Lowercases the input and checks it against _SUPER_SUPPORTED_COUNTRIES or _DATACENTER_SUPPORTED_COUNTRIES depending on the value of super_set

Parameters:

Name Type Description Default
value Optional[str]

Raw geo_code (any case). None short-circuits the check and is returned unchanged

required
super_set bool

Whether super=True was provided alongside this geo_code

required

Returns:

Type Description
Optional[str]

The lowercased geo_code on success, or None if value was None

Raises:

Type Description
ValueError

If the country code is not supported by the selected proxy tier. The message distinguishes between not supported at all and supported only on super

check_postal_code(value, *, super_set, geo_code)

Validates a postal code against the list of countries supported by Scrape.do for this parameter. In addition, it uses regex to check if the provided value matches the valid postal code format of that country

Validation Logic
  • Postal-code targeting requires both super=True AND a previously validated geo_code that belongs to _ZIPCODE_FORMATS

  • The value is stripped of surrounding whitespace before format matching

Parameters:

Name Type Description Default
value Optional[str]

Raw postal_code. None short-circuits the check and is returned unchanged

required
super_set bool

Whether super=True was provided alongside this postal_code

required
geo_code Optional[str]

The (already-validated) ISO 3166-1 alpha-2 country code accompanying this request

required

Returns:

Type Description
Optional[str]

The stripped postal_code on success, or None if value was None

Raises:

Type Description
ValueError

If super=False, if geo_code is missing, if the country has no zip-code format defined, or if the format regex does not match

check_geo_exclusion(geo_code, regional_geo_code)

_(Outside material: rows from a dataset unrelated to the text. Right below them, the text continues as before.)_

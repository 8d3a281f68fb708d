//! Static single-image basemap fetch.
//!
//! The alternative to tile mosaics: one GET against a template that embeds
//! the bounding box and canvas size, decoded straight into a raster.

use crate::track::BoundingBox;
use image::RgbaImage;
use thiserror::Error;
use tracing::debug;

use super::{AsyncHttpClient, HttpError};

/// Errors from the static basemap path.
#[derive(Debug, Error)]
pub enum StaticMapError {
    #[error(transparent)]
    Http(#[from] HttpError),

    #[error("failed to decode static map image: {0}")]
    Decode(String),
}

/// Expands a static-map URL template.
///
/// Recognized placeholders: `{minLon}`, `{minLat}`, `{maxLon}`, `{maxLat}`
/// (6 decimal places) and `{w}`, `{h}`. Substitution is plain text
/// replacement.
pub fn expand_static_url(template: &str, bbox: &BoundingBox, width: u32, height: u32) -> String {
    template
        .replace("{minLon}", &format!("{:.6}", bbox.min_lon))
        .replace("{minLat}", &format!("{:.6}", bbox.min_lat))
        .replace("{maxLon}", &format!("{:.6}", bbox.max_lon))
        .replace("{maxLat}", &format!("{:.6}", bbox.max_lat))
        .replace("{w}", &width.to_string())
        .replace("{h}", &height.to_string())
        .trim()
        .to_string()
}

/// Fetches and decodes a static basemap image.
pub async fn fetch_static_map<C: AsyncHttpClient>(
    http: &C,
    url: &str,
) -> Result<RgbaImage, StaticMapError> {
    debug!(url, "fetching static basemap");
    let response = http.get(url, &[]).await?;
    image::load_from_memory(&response.bytes)
        .map(|img| img.to_rgba8())
        .map_err(|e| StaticMapError::Decode(e.to_string()))
}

Enforces mutual exclusivity between geo_code and regional_geo_code

Logic Behind Validation

Scrape.do's gateway rejects requests that specify both a country code and a regional code at the same time

Parameters:

Name Type Description Default
geo_code Optional[str]

The ISO 3166-1 alpha-2 country code on this request, or None

required
regional_geo_code Optional[RegionCodeType]

The RegionCodeType value on this request, or None

required

Raises:

Type Description
ValueError

If both arguments are non-None

check_regional_requires_super(super_set, regional_geo_code)

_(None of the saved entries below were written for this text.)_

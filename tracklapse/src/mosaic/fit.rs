//! Fitting a raster onto a fixed canvas.

use image::{imageops, Rgba, RgbaImage};

/// How a basemap is fitted onto the output canvas.
#[derive(Debug, Clone, Copy, PartialEq, Eq, Default)]
pub enum FitMode {
    /// Scale to fit entirely inside the canvas, letterboxing with the
    /// background color.
    #[default]
    Contain,
    /// Scale to fill the canvas, cropping the overflow.
    Cover,
}

impl std::str::FromStr for FitMode {
    type Err = String;

    fn from_str(s: &str) -> Result<Self, Self::Err> {
        match s.trim().to_ascii_lowercase().as_str() {
            "contain" => Ok(FitMode::Contain),
            "cover" => Ok(FitMode::Cover),
            other => Err(format!("unknown fit mode '{other}', expected contain | cover")),
        }
    }
}

/// Scales `src` onto a `width`×`height` canvas, preserving aspect ratio.
///
/// The scaled image is centered; contain mode fills the remainder with
/// `background`, cover mode lets the overflow clip. Resampling uses a
/// Catmull-Rom filter.
pub fn fit_to_canvas(
    src: &RgbaImage,
    width: u32,
    height: u32,
    mode: FitMode,
    background: Rgba<u8>,
) -> RgbaImage {
    let (src_w, src_h) = src.dimensions();
    let mut canvas = RgbaImage::from_pixel(width, height, background);
    if src_w == 0 || src_h == 0 {
        return canvas;
    }
    if (src_w, src_h) == (width, height) {
        return src.clone();
    }

    let sx = f64::from(width) / f64::from(src_w);
    let sy = f64::from(height) / f64::from(src_h);
    let scale = match mode {
        FitMode::Contain => sx.min(sy),
        FitMode::Cover => sx.max(sy),
    };

    let scaled_w = ((f64::from(src_w) * scale).ceil() as u32).max(1);
    let scaled_h = ((f64::from(src_h) * scale).ceil() as u32).max(1);
    let scaled = imageops::resize(src, scaled_w, scaled_h, imageops::FilterType::CatmullRom);

    let off_x = (i64::from(width) - i64::from(scaled_w)) / 2;
    let off_y = (i64::from(height) - i64::from(scaled_h)) / 2;
    super::paste(&mut canvas, &scaled, off_x, off_y);
    canvas
}

#[cfg(test)]
mod tests {
    use super::*;

    const BG: Rgba<u8> = Rgba([9, 9, 9, 255]);
    const FILL: Rgba<u8> = Rgba([200, 100, 50, 255]);

    #[test]
    fn test_fit_mode_from_str() {
        assert_eq!("contain".parse::<FitMode>().unwrap(), FitMode::Contain);
        assert_eq!(" Cover ".parse::<FitMode>().unwrap(), FitMode::Cover);
        assert!("stretch".parse::<FitMode>().is_err());
    }

    #[test]
    fn test_contain_letterboxes_wide_source() {
        let src = RgbaImage::from_pixel(100, 50, FILL);
        let out = fit_to_canvas(&src, 100, 100, FitMode::Contain, BG);
        assert_eq!(out.dimensions(), (100, 100));
        // Letterbox bands above and below keep the background color.
        assert_eq!(out.get_pixel(50, 2).0, BG.0);
        assert_eq!(out.get_pixel(50, 97).0, BG.0);
        assert_eq!(out.get_pixel(50, 50).0, FILL.0);
    }

    #[test]
    fn test_cover_fills_whole_canvas() {
        let src = RgbaImage::from_pixel(100, 50, FILL);
        let out = fit_to_canvas(&src, 100, 100, FitMode::Cover, BG);
        // Every pixel comes from the (clipped) source.
        for &corner in &[(0u32, 0u32), (99, 0), (0, 99), (99, 99), (50, 50)] {
            assert_eq!(out.get_pixel(corner.0, corner.1).0, FILL.0);
        }
    }

    #[test]
    fn test_exact_size_passthrough() {
        let src = RgbaImage::from_pixel(64, 64, FILL);
        let out = fit_to_canvas(&src, 64, 64, FitMode::Contain, BG);
        assert_eq!(out, src);
    }

    #[test]
    fn test_empty_source_yields_background() {
        let src = RgbaImage::new(0, 0);
        let out = fit_to_canvas(&src, 16, 16, FitMode::Contain, BG);
        assert!(out.pixels().all(|p| p.0 == BG.0));
    }
}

Enforces the regional_geo_code and super=True dependency

Logic Behind Validation

Scrape.do only routes regional codes through the premium proxy pool, so super must be explicitly enabled when a regional code is supplied

Parameters:

Name Type Description Default
super_set bool

Whether super=True was provided

required
regional_geo_code Optional[Any]

The RegionCodeType value on this request, or None

required

Raises:

Type Description
ValueError

If regional_geo_code is set while super=False

check_screenshot_mutual_exclusion(screenshot, full_screenshot, particular_screenshot)

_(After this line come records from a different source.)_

//! GPX file loading.
//!
//! Reads a GPX document and flattens every track segment it contains into a
//! single [`Track`], preserving recording order. Point timestamps are
//! converted to UTC when present.

use std::fs::File;
use std::io::BufReader;
use std::path::Path;

use chrono::{DateTime, Utc};
use thiserror::Error;

use super::{GeoPoint, Track};

/// Errors raised while loading a GPX file.
#[derive(Debug, Error)]
pub enum GpxError {
    #[error("failed to open {path}: {source}")]
    Open {
        path: String,
        source: std::io::Error,
    },

    #[error("failed to parse {path}: {reason}")]
    Parse { path: String, reason: String },
}

/// Loads all track points from a GPX file.
///
/// Every `<trkseg>` of every `<trk>` is flattened into one point sequence;
/// the file is one logical track for animation purposes.
pub fn load_track(path: &Path) -> Result<Track, GpxError> {
    let display = path.display().to_string();
    let file = File::open(path).map_err(|source| GpxError::Open {
        path: display.clone(),
        source,
    })?;

    let document = ::gpx::read(BufReader::new(file)).map_err(|e| GpxError::Parse {
        path: display.clone(),
        reason: e.to_string(),
    })?;

    let mut points = Vec::new();
    for track in document.tracks {
        for segment in track.segments {
            for waypoint in segment.points {
                let time = match waypoint.time {
                    Some(t) => Some(convert_time(t, &display)?),
                    None => None,
                };
                let position = waypoint.point();
                points.push(GeoPoint {
                    lat: position.y(),
                    lon: position.x(),
                    time,
                });
            }
        }
    }
    Ok(Track::new(points))
}

/// Converts a GPX timestamp to `DateTime<Utc>` via its RFC 3339 rendering.
fn convert_time(time: ::gpx::Time, path: &str) -> Result<DateTime<Utc>, GpxError> {
    let iso = time.format().map_err(|e| GpxError::Parse {
        path: path.to_string(),
        reason: e.to_string(),
    })?;
    DateTime::parse_from_rfc3339(&iso)
        .map(|t| t.with_timezone(&Utc))
        .map_err(|e| GpxError::Parse {
            path: path.to_string(),
            reason: format!("bad point timestamp {iso}: {e}"),
        })
}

Enforces that at most one of the three screenshot parameters is set per request

Logic Behind Validation

Scrape.do doesn't allow setting more than one screenshot parameter per request

Multiple Screenshots

To get multiple screenshot per requests, you can use the play_with_browser parameter to provide a list containing ScreenShotAction objects

Parameters:

Name Type Description Default
screenshot Optional[bool]

True to capture the visible viewport

required
full_screenshot Optional[bool]

True to capture the entire scrollable page

required
particular_screenshot Optional[str]

CSS selector targeting a specific element to screenshot

required

Raises:

Type Description
ValueError

If more than one of the three is truthy

check_screenshot_blocks_resources(screenshot, full_screenshot, particular_screenshot, block_resources)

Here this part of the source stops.